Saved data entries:
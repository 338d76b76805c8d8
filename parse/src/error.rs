use thiserror::Error;

/// Protocol-level failures while decoding a single LJSON line or header
/// (spec.md §7 "Protocol" taxonomy). None of these are retriable: the
/// upstream file is malformed and a retry would reproduce the same bytes.
#[derive(Debug, Error)]
pub enum ParseError {
    #[error("line is not valid UTF-8")]
    InvalidUtf8,

    #[error("invalid JSON on line {line}: {source}")]
    InvalidJson {
        line: u64,
        #[source]
        source: serde_json::Error,
    },

    #[error("line {line} is not a recognized entry or deletion record for series {series}")]
    InvalidRecord { line: u64, series: &'static str },

    #[error("a deletion record appeared in a full snapshot file (line {line})")]
    DeletionInSnapshot { line: u64 },

    #[error("file is empty")]
    EmptyFile,

    #[error("first line of data file is not a header")]
    HeaderMissing,

    #[error("a second header appeared after line {after_line}")]
    DuplicateHeader { after_line: u64 },

    #[error(
        "header version {header:?} does not match the URL-embedded version {url:?}"
    )]
    VersionMismatch {
        header: (u32, u32, u32),
        url: (u32, u32, u32),
    },
}
impl Store {
    /// Opens (creating if absent) the embedded store at `path`, migrating
    /// its schema up to `schema_version` (spec.md §4.1 "schema version is
    /// embedded in the open call"). `batch_size` governs how many `put`
    /// records [`Store::bulk_update`] writes before each `on_progress` tick.
    ///
    /// If another handle already holds `path` open, sled's directory lock
    /// fails acquisition and this returns [`StoreError::Blocking`] with the
    /// lifecycle settled back to `idle` rather than `error` (spec.md §4.1
    /// "Blocking semantics": "the opener may receive a `blocking` signal; it
    /// must close its own handle and return to `idle`").
    pub async fn open(
        path: &std::path::Path,
        schema_version: u32,
        batch_size: usize,
    ) -> Result<Self, StoreError> {
        let lifecycle = Arc::new(Lifecycle::new());
        lifecycle.set(State::Opening);
        let db = match sled::open(path) {
            Ok(db) => db,
            Err(e) if is_locked(&e) => {
                lifecycle.set(State::Idle);
                return Err(StoreError::Blocking);
            }
            Err(e) => {
                lifecycle.set(State::Error);
                return Err(StoreError::from(e));
            }
        };
        let meta = db.open_tree("meta")?;
        let version = db.open_tree("version")?;
        if let Err(e) = schema::open_or_init(&meta, schema_version) {
            lifecycle.set(State::Error);
            return Err(e);
        }
        lifecycle.set(State::Open);
        info!(path = %path.display(), "store opened");
        Ok(Self {
            db,
            meta,
            version,
            lifecycle,
            batch_size,
        })
    }

    pub async fn close(&self) {
        self.lifecycle.set(State::Idle);
        let _ = self.db.flush_async().await;
    }

    /// Fully removes the on-disk store, including every abandoned
    /// generation left behind by past full-table replaces.
    pub async fn destroy(self) -> Result<(), StoreError> {
        self.lifecycle.set(State::Deleting);
        let path = self.db.path().to_path_buf();
        drop(self.db);
        std::fs::remove_dir_all(&path).map_err(|e| StoreError::Unavailable(e.to_string()))?;
        self.lifecycle.set(State::Idle);
        Ok(())
    }

    pub async fn settle(&self) -> State {
        self.lifecycle.settle().await
    }

    pub fn get_data_version(&self, series: Series) -> Result<Option<Version>, StoreError> {
        match self.version.get([series.table_id()])? {
            Some(bytes) => Ok(Some(
                bincode::deserialize(&bytes).map_err(StoreError::from)?,
            )),
            None => Ok(None),
        }
    }

    /// Writes `v` into the version tree, or deletes the version record
    /// entirely when `v` is absent (spec.md §4.1 bullet 3: `clearTable`'s
    /// `version=absent` must remove the stored version, not merely skip
    /// updating it).
    fn set_version_in_txn(
        version: &sled::transaction::TransactionalTree,
        series: Series,
        v: Option<&Version>,
    ) -> sled::transaction::ConflictableTransactionResult<(), StoreError> {
        match v {
            Some(v) => {
                let bytes = bincode::serialize(v)
                    .map_err(StoreError::from)
                    .map_err(sled::transaction::ConflictableTransactionError::Abort)?;
                version.insert(&[series.table_id()][..], bytes)?;
            }
            None => {
                version.remove(&[series.table_id()][..])?;
            }
        }
        Ok(())
    }

    fn current_trees<S: StoreSeries>(&self) -> Result<(sled::Tree, sled::Tree, u64), StoreError> {
        let gen = generation::current(&self.meta, S::SERIES)?;
        let data = self
            .db
            .open_tree(generation::data_tree_name(S::SERIES, gen))?;
        let index = self
            .db
            .open_tree(generation::index_tree_name(S::SERIES, gen))?;
        Ok((data, index, gen))
    }

    pub fn get_record<S: StoreSeries>(&self, key: &S::Key) -> Result<Option<S::Record>, StoreError> {
        let schema_version = schema::current(&self.meta)?;
        schema::ensure_available(schema_version, S::SERIES)?;
        let (data, _, _) = self.current_trees::<S>()?;
        match data.get(S::key_bytes(key))? {
            Some(bytes) => {
                let env: Envelope<S::Record> = envelope::decode(&bytes)?;
                Ok(Some(env.record))
            }
            None => Ok(None),
        }
    }

    pub fn get_records<S: StoreSeries>(&self, keys: &[S::Key]) -> Result<Vec<S::Record>, StoreError> {
        keys.iter()
            .filter_map(|k| self.get_record::<S>(k).transpose())
            .collect()
    }

    /// Exact-match secondary-index lookup: every record that registered
    /// `value` under `tag`, in index insertion order.
    pub fn lookup_by_index<S: StoreSeries>(
        &self,
        tag: u8,
        value: &str,
    ) -> Result<Vec<S::Record>, StoreError> {
        let (data, index, _) = self.current_trees::<S>()?;
        let prefix = index_key::prefix(tag, value);
        let mut out = Vec::new();
        for kv in index.scan_prefix(&prefix) {
            let (full_key, _) = kv?;
            if let Some(primary) = index_key::primary_suffix(&full_key, tag, value) {
                if let Some(bytes) = data.get(primary)? {
                    let env: Envelope<S::Record> = envelope::decode(&bytes)?;
                    out.push(env.record);
                }
            }
        }
        Ok(out)
    }

    /// Every record in a series, in ascending primary-key order (spec.md §9
    /// "the char-to-radical map is built once... purely derived" — the
    /// facade's radical cache and `charToRadicalId` map are built this way
    /// rather than through a secondary index).
    pub fn scan_all<S: StoreSeries>(&self) -> Result<Vec<S::Record>, StoreError> {
        let schema_version = schema::current(&self.meta)?;
        schema::ensure_available(schema_version, S::SERIES)?;
        let (data, _, _) = self.current_trees::<S>()?;
        let mut out = Vec::new();
        for kv in data.iter() {
            let (_, bytes) = kv?;
            let env: Envelope<S::Record> = envelope::decode(&bytes)?;
            out.push(env.record);
        }
        Ok(out)
    }

    /// Name lookup (spec.md §4.1 `getNames`): exact matches against the
    /// kanji-spelling and reading indexes, unioned in insertion order with
    /// kanji matches first, plus kana-equivalent matches from the derived
    /// hiragana index when the normalized query contains at least one
    /// hiragana character. Exact matches always outrank kana-equivalent ones
    /// (spec.md §4.5, §8).
    pub fn get_names(
        &self,
        query: &str,
    ) -> Result<jpdict_types::NameQueryResult, StoreError> {
        use crate::series::name::{TAG_HIRAGANA, TAG_KANJI, TAG_READING};
        use crate::series_trait::NameSeries;
        use jpdict_types::{MatchRank, NameQueryResult, RankedName};
        use std::collections::HashSet;

        let mut seen: HashSet<u32> = HashSet::new();
        let mut matches = Vec::new();

        for record in self.lookup_by_index::<NameSeries>(TAG_KANJI, query)? {
            if seen.insert(record.id) {
                matches.push(RankedName {
                    rank: MatchRank::Exact,
                    record,
                });
            }
        }
        for record in self.lookup_by_index::<NameSeries>(TAG_READING, query)? {
            if seen.insert(record.id) {
                matches.push(RankedName {
                    rank: MatchRank::Exact,
                    record,
                });
            }
        }

        let normalized = jpdict_parse::katakana_to_hiragana(query);
        if jpdict_parse::contains_hiragana(&normalized) {
            for record in self.lookup_by_index::<NameSeries>(TAG_HIRAGANA, &normalized)? {
                if seen.insert(record.id) {
                    matches.push(RankedName {
                        rank: MatchRank::KanaEquivalent,
                        record,
                    });
                }
            }
        }

        Ok(NameQueryResult { matches })
    }

    /// Replaces or patches a series' contents in one logical operation
    /// (spec.md §4.1 "bulk update"). `drop` is applied before `puts`; both
    /// counts feed the `total` reported to `on_progress`. `version` is
    /// recorded as the series' new data version, or deleted entirely when
    /// absent.
    pub async fn bulk_update<S: StoreSeries>(
        &self,
        drop: DropSpec<S::Key>,
        puts: Vec<S::Record>,
        version: Option<Version>,
        mut on_progress: Option<ProgressFn<'_>>,
    ) -> Result<(), StoreError> {
        match drop {
            DropSpec::All => self.replace_all::<S>(puts, version, on_progress.as_deref_mut()).await,
            DropSpec::Ids(ids) => self.patch::<S>(ids, puts, version, on_progress.as_deref_mut()),
        }
    }

    /// `clearTable(series)` (spec.md §4.1): equivalent to
    /// `bulkUpdateTable(series, put=∅, drop='*', version=absent)`, wiping
    /// both the series' data and its recorded version.
    pub async fn clear_table<S: StoreSeries>(&self) -> Result<(), StoreError> {
        self.bulk_update::<S>(DropSpec::All, Vec::new(), None, None).await
    }

    async fn replace_all<S: StoreSeries>(
        &self,
        puts: Vec<S::Record>,
        version: Option<Version>,
        mut on_progress: Option<&mut (dyn FnMut(Progress) + Send)>,
    ) -> Result<(), StoreError> {
        let total = puts.len() as u64;
        let old_gen = generation::current(&self.meta, S::SERIES)?;
        let new_gen = old_gen + 1;
        let data = self
            .db
            .open_tree(generation::data_tree_name(S::SERIES, new_gen))?;
        let index = self
            .db
            .open_tree(generation::index_tree_name(S::SERIES, new_gen))?;

        let mut processed = 0u64;
        for chunk in puts.chunks(self.batch_size) {
            for record in chunk {
                let primary = S::primary_key(record);
                let index_entries = S::index_entries(record);
                let index_keys: Vec<Vec<u8>> = index_entries
                    .iter()
                    .map(|(tag, value)| index_key::encode(*tag, value, &primary))
                    .collect();
                for key in &index_keys {
                    index.insert(key, &[])?;
                }
                let env = Envelope {
                    record: record.clone(),
                    index_keys,
                };
                data.insert(primary, envelope::encode(&env)?)?;
            }
            processed += chunk.len() as u64;
            if let Some(cb) = on_progress.as_mut() {
                cb(Progress { processed, total });
            }
        }
        data.flush_async().await?;
        index.flush_async().await?;

        let meta = &self.meta;
        let version_tree = &self.version;
        (meta, version_tree)
            .transaction(|(meta, version_tree)| {
                generation::bump_in_txn(meta, S::SERIES, new_gen)?;
                Self::set_version_in_txn(version_tree, S::SERIES, version.as_ref())?;
                Ok(())
            })
            .map_err(StoreError::from)?;

        schema::record_migration(&self.meta, S::SERIES)?;
        debug!(series = %S::SERIES, generation = new_gen, total, "full replace committed");
        Ok(())
    }

    fn patch<S: StoreSeries>(
        &self,
        ids: Vec<S::Key>,
        puts: Vec<S::Record>,
        version: Option<Version>,
        on_progress: Option<&mut (dyn FnMut(Progress) + Send)>,
    ) -> Result<(), StoreError> {
        let total = (ids.len() + puts.len()) as u64;
        let (data, index, _gen) = self.current_trees::<S>()?;
        let version_tree = &self.version;

        // `transaction`'s closure must be `Fn` since sled may retry it on
        // conflict, but `on_progress` is `FnMut` — a `RefCell` lets the
        // closure stay `Fn` while still ticking the callback per chunk.
        let on_progress = std::cell::RefCell::new(on_progress);
        let batch_size = self.batch_size;

        (&data, &index, version_tree)
            .transaction(|(data, index, version_tree)| {
                let mut processed = 0u64;
                for id_chunk in ids.chunks(batch_size) {
                    for id in id_chunk {
                        let key = S::key_bytes(id);
                        if let Some(bytes) = data.remove(key.clone())? {
                            let env: Envelope<S::Record> = envelope::decode(&bytes)
                                .map_err(sled::transaction::ConflictableTransactionError::Abort)?;
                            for ik in &env.index_keys {
                                index.remove(ik.clone())?;
                            }
                        }
                    }
                    processed += id_chunk.len() as u64;
                    if let Some(cb) = on_progress.borrow_mut().as_mut() {
                        cb(Progress { processed, total });
                    }
                }
                for put_chunk in puts.chunks(batch_size) {
                    for record in put_chunk {
                        let primary = S::primary_key(record);
                        if let Some(bytes) = data.get(&primary)? {
                            let old: Envelope<S::Record> = envelope::decode(&bytes)
                                .map_err(sled::transaction::ConflictableTransactionError::Abort)?;
                            for ik in &old.index_keys {
                                index.remove(ik.clone())?;
                            }
                        }
                        let index_entries = S::index_entries(record);
                        let index_keys: Vec<Vec<u8>> = index_entries
                            .iter()
                            .map(|(tag, value)| index_key::encode(*tag, value, &primary))
                            .collect();
                        for key in &index_keys {
                            index.insert(key.clone(), &[][..])?;
                        }
                        let env = Envelope {
                            record: record.clone(),
                            index_keys,
                        };
                        let encoded = envelope::encode(&env)
                            .map_err(sled::transaction::ConflictableTransactionError::Abort)?;
                        data.insert(primary, encoded)?;
                    }
                    processed += put_chunk.len() as u64;
                    if let Some(cb) = on_progress.borrow_mut().as_mut() {
                        cb(Progress { processed, total });
                    }
                }
                Self::set_version_in_txn(version_tree, S::SERIES, version.as_ref())?;
                Ok(())
            })
            .map_err(StoreError::from)?;

        schema::record_migration(&self.meta, S::SERIES)?;
        debug!(series = %S::SERIES, total, "patch committed");
        Ok(())
    }
}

Brief:
Copy out every line in the records where the word "retry" is found.

Task response:
/// upstream file is malformed and a retry would reproduce the same bytes.
        // `transaction`'s closure must be `Fn` since sled may retry it on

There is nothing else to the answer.